- [WORK TASK]:
In the entries below, find each line with the word "tracing" and return it.

- [SOURCE DATA]:
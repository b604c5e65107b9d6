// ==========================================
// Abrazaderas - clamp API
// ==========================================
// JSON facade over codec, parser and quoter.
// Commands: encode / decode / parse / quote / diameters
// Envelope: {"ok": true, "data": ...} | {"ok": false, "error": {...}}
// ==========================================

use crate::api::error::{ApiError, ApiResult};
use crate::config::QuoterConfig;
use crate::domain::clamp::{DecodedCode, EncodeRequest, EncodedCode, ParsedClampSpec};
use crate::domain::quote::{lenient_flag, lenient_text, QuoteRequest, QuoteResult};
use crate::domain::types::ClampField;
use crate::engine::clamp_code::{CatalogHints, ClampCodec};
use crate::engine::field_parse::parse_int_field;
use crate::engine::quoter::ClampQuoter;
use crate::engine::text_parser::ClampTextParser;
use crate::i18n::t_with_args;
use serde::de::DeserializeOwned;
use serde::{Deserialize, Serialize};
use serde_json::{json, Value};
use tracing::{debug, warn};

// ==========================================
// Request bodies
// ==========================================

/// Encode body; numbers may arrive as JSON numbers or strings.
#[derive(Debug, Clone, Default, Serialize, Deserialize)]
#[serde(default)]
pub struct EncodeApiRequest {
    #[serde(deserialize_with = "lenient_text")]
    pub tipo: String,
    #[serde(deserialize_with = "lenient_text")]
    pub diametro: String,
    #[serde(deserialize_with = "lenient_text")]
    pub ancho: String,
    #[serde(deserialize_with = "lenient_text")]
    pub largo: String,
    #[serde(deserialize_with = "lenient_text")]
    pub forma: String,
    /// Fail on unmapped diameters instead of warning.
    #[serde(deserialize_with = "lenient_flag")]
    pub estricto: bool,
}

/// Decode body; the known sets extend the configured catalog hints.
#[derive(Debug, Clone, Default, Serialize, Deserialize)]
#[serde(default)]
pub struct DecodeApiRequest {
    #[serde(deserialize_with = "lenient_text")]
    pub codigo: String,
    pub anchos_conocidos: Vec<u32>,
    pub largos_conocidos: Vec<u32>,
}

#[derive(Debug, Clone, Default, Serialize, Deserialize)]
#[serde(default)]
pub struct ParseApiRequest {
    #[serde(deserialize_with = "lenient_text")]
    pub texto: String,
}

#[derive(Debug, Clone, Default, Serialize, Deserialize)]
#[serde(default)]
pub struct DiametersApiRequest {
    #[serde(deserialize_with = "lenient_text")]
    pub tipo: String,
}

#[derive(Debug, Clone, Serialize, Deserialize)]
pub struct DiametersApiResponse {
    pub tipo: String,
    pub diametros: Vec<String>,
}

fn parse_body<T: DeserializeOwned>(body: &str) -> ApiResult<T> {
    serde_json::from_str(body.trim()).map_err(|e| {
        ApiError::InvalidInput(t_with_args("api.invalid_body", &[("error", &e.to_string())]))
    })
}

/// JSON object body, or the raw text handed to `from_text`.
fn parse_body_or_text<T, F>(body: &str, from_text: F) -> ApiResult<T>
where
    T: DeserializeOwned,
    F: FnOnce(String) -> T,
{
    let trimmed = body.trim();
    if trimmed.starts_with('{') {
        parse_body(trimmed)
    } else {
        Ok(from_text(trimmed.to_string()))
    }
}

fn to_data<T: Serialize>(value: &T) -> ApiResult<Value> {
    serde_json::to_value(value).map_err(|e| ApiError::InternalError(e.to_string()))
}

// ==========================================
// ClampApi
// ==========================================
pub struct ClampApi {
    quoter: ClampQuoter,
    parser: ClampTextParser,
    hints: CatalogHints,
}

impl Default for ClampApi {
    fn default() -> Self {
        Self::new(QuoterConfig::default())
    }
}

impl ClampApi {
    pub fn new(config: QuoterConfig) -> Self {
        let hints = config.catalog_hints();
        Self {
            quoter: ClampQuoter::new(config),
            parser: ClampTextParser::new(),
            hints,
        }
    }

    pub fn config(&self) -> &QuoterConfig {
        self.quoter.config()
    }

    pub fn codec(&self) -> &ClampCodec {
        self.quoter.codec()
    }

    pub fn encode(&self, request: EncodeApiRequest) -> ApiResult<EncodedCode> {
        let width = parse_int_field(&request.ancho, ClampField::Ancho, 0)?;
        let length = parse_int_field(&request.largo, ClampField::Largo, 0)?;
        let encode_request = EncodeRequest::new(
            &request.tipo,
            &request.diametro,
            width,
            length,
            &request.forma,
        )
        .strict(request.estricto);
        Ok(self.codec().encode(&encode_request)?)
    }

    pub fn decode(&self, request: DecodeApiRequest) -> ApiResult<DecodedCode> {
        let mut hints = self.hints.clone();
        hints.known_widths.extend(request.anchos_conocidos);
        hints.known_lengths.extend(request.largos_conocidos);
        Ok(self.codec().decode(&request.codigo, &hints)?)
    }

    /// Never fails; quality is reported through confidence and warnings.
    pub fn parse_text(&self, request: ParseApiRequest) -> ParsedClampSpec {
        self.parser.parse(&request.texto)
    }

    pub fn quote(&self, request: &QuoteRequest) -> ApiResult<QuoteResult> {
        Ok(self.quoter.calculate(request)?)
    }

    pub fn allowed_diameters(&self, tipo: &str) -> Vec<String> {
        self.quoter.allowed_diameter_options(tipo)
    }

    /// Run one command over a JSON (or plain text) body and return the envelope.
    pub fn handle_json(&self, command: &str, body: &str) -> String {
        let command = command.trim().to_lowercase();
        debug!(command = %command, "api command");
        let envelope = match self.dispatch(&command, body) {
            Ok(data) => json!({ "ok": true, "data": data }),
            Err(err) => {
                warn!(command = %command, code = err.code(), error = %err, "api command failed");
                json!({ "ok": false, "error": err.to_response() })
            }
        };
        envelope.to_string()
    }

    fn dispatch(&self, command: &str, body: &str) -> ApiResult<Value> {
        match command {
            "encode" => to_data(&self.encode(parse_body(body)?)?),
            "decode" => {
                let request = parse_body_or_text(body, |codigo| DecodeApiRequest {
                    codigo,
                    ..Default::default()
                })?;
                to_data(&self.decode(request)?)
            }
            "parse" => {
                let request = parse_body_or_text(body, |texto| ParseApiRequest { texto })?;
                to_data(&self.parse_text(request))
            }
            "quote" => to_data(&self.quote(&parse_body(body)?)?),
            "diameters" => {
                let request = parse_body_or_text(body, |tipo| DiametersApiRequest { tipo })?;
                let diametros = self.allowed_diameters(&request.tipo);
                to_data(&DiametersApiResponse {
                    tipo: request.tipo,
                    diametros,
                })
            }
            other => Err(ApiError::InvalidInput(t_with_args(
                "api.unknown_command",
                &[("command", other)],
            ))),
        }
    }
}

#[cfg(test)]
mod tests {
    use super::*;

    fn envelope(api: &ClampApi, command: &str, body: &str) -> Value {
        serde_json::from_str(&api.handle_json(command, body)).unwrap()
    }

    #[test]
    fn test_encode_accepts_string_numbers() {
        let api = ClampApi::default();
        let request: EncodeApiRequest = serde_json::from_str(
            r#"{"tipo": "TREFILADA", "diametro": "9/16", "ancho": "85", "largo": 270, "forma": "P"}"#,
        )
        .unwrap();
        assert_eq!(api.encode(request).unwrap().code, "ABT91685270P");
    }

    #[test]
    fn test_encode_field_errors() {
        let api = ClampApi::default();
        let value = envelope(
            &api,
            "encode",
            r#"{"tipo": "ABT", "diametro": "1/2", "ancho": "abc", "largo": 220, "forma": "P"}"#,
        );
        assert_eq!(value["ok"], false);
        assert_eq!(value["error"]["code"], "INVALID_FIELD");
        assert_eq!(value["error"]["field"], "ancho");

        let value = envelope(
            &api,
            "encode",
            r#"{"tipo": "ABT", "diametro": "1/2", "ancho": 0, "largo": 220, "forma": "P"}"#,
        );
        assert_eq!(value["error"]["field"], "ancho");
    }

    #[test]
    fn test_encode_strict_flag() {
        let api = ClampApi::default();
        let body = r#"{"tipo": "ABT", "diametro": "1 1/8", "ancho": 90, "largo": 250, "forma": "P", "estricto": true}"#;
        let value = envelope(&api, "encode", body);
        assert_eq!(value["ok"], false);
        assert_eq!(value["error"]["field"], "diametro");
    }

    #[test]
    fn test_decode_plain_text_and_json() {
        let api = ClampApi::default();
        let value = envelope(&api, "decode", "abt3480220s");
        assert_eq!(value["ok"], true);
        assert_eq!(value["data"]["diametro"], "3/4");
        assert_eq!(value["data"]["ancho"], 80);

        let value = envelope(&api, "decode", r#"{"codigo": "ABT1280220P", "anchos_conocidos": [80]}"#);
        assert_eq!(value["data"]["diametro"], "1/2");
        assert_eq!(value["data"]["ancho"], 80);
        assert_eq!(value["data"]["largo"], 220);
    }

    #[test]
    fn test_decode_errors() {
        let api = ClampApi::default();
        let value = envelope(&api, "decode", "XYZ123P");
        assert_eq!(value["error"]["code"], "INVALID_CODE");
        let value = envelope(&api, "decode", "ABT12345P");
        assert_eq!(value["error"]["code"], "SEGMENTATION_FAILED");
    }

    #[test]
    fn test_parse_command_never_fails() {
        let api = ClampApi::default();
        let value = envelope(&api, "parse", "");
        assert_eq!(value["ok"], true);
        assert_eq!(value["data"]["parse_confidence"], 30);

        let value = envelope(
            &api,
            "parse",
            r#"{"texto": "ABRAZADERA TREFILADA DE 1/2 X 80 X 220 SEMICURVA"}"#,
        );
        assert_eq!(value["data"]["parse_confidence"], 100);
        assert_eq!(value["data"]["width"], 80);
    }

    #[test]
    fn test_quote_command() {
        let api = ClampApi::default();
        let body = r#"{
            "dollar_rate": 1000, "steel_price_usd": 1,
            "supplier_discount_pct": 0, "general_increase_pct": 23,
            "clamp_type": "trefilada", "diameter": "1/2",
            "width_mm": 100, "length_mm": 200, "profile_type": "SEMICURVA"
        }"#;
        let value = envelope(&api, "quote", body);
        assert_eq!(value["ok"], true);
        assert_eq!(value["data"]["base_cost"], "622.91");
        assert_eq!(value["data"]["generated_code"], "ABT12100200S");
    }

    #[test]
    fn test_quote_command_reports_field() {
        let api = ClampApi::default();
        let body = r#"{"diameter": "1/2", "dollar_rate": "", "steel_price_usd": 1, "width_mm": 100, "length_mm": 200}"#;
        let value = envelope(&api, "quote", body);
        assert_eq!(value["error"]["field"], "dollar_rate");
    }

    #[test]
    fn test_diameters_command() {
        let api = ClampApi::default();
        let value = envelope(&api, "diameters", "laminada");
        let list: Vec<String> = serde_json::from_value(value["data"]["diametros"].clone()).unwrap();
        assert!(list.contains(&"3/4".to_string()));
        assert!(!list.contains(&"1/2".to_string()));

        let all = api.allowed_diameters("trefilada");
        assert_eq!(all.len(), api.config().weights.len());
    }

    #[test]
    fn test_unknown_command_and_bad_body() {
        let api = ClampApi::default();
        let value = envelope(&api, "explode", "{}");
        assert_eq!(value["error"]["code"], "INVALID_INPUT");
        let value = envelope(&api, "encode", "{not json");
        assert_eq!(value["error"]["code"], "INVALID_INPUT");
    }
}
==
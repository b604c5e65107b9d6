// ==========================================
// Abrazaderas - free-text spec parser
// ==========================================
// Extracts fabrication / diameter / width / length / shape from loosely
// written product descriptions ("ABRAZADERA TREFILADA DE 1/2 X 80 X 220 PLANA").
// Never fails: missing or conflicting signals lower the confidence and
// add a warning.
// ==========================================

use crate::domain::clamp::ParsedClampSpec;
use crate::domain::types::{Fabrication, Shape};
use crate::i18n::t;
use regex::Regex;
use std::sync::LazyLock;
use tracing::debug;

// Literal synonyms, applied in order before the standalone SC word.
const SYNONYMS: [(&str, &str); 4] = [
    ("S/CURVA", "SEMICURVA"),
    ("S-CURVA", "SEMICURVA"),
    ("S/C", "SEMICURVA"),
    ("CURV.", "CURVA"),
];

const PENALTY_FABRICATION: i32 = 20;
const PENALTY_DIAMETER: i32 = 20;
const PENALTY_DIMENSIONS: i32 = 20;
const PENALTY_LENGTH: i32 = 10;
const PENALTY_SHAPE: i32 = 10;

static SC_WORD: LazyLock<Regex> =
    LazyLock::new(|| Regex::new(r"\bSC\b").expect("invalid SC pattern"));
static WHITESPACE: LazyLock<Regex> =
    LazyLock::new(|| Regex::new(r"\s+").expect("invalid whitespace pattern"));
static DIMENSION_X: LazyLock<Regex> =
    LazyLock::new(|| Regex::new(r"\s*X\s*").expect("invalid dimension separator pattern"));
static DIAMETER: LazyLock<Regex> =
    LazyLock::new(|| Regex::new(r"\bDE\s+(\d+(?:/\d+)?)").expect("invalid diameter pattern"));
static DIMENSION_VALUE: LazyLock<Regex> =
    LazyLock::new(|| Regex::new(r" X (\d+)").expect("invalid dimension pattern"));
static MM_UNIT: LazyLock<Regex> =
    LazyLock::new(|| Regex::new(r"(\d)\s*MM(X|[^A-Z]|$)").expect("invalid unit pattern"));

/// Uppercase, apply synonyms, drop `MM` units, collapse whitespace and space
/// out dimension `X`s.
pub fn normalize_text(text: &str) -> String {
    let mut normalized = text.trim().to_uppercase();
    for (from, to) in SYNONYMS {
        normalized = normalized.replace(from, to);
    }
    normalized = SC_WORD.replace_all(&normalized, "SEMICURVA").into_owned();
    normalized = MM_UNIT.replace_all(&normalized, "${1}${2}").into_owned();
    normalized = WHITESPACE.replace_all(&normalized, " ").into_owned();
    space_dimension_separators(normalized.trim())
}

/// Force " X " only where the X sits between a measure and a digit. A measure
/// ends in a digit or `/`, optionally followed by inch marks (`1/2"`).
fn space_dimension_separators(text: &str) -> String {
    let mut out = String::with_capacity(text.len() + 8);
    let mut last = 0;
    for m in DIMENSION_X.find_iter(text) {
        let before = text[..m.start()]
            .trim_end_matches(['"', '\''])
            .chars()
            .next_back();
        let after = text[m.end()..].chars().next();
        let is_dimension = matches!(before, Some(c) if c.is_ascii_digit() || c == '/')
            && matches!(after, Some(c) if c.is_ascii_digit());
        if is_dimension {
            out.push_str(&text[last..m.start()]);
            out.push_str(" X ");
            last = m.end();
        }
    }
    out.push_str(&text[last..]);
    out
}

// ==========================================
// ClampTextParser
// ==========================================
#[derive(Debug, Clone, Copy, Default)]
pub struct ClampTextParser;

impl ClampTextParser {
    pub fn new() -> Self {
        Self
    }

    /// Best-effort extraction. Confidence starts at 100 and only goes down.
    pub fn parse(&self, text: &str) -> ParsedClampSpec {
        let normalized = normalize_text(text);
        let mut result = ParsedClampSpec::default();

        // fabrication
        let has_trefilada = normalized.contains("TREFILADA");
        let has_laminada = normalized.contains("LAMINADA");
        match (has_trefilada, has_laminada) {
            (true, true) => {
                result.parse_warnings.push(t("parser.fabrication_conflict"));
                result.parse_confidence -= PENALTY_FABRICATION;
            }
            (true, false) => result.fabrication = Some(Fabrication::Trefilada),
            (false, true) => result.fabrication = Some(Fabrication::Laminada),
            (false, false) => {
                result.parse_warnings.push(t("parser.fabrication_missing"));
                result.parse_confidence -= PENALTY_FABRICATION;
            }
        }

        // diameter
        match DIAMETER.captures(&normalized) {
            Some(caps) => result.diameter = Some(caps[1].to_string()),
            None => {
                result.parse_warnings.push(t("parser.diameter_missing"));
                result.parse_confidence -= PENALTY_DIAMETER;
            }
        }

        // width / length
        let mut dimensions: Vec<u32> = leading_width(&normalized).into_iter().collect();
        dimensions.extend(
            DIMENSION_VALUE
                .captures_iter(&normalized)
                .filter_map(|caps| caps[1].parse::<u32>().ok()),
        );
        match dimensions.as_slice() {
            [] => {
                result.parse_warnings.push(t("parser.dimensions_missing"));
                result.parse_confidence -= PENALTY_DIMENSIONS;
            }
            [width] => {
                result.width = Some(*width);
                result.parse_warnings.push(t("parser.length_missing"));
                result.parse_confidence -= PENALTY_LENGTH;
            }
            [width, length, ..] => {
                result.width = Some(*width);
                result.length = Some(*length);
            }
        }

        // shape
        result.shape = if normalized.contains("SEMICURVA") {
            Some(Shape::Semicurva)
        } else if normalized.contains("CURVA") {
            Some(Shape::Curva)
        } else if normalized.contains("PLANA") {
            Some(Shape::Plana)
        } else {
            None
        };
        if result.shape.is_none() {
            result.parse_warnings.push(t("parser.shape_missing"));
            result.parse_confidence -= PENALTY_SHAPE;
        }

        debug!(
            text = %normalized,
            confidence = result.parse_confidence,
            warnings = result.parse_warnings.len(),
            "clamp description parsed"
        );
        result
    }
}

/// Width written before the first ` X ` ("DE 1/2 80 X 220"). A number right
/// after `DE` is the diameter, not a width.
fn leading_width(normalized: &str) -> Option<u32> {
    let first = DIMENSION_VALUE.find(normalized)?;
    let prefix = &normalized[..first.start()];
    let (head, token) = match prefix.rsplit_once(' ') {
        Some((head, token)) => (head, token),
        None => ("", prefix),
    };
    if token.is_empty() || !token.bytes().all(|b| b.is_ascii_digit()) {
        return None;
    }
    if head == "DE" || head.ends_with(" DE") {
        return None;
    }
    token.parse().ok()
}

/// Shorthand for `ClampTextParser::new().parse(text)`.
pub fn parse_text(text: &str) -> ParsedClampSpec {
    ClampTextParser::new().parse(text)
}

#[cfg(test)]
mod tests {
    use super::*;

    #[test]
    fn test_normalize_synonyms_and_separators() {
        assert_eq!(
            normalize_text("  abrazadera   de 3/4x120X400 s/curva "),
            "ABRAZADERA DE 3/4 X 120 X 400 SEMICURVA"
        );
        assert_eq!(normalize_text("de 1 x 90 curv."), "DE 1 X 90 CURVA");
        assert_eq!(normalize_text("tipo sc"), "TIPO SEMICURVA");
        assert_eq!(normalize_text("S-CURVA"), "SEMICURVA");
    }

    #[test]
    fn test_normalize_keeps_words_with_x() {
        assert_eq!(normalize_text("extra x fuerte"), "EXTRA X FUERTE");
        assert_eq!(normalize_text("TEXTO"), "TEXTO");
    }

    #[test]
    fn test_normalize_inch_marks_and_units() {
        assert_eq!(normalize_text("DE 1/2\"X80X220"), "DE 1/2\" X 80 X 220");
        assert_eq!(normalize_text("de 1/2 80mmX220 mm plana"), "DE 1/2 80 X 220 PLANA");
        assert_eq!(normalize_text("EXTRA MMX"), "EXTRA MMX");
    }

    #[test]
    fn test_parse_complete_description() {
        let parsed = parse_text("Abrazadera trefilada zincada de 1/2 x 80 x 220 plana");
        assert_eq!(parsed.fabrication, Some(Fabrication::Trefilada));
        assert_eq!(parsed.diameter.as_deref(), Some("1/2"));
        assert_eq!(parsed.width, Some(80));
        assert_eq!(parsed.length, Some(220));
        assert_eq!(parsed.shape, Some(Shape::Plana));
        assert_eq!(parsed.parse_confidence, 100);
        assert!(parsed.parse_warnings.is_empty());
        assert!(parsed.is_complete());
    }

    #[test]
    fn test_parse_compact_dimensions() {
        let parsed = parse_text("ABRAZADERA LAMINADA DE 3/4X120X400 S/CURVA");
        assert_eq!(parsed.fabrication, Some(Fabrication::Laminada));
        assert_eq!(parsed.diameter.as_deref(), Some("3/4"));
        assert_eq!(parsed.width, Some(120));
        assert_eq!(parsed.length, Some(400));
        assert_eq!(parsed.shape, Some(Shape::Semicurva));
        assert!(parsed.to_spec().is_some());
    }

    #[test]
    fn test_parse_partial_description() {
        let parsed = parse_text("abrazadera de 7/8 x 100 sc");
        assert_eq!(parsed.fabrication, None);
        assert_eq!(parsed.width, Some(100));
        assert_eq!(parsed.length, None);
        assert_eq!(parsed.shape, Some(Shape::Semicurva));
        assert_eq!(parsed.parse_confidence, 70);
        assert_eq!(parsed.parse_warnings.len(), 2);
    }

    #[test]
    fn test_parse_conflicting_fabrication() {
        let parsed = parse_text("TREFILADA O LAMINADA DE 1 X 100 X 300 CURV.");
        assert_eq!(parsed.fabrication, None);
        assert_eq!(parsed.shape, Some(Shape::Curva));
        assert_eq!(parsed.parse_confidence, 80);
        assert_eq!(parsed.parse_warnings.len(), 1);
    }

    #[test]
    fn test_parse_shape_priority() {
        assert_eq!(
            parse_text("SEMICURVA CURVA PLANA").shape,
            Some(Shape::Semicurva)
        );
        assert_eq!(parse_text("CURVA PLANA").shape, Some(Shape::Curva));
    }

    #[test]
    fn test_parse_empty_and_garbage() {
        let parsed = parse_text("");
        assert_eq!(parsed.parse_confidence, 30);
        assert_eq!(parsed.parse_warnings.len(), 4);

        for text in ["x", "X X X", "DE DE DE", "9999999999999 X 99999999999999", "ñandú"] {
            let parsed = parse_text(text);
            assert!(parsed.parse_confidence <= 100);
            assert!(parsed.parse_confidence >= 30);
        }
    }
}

- [RESULT OF THE TASK]:
use tracing::{debug, warn};
use tracing::debug;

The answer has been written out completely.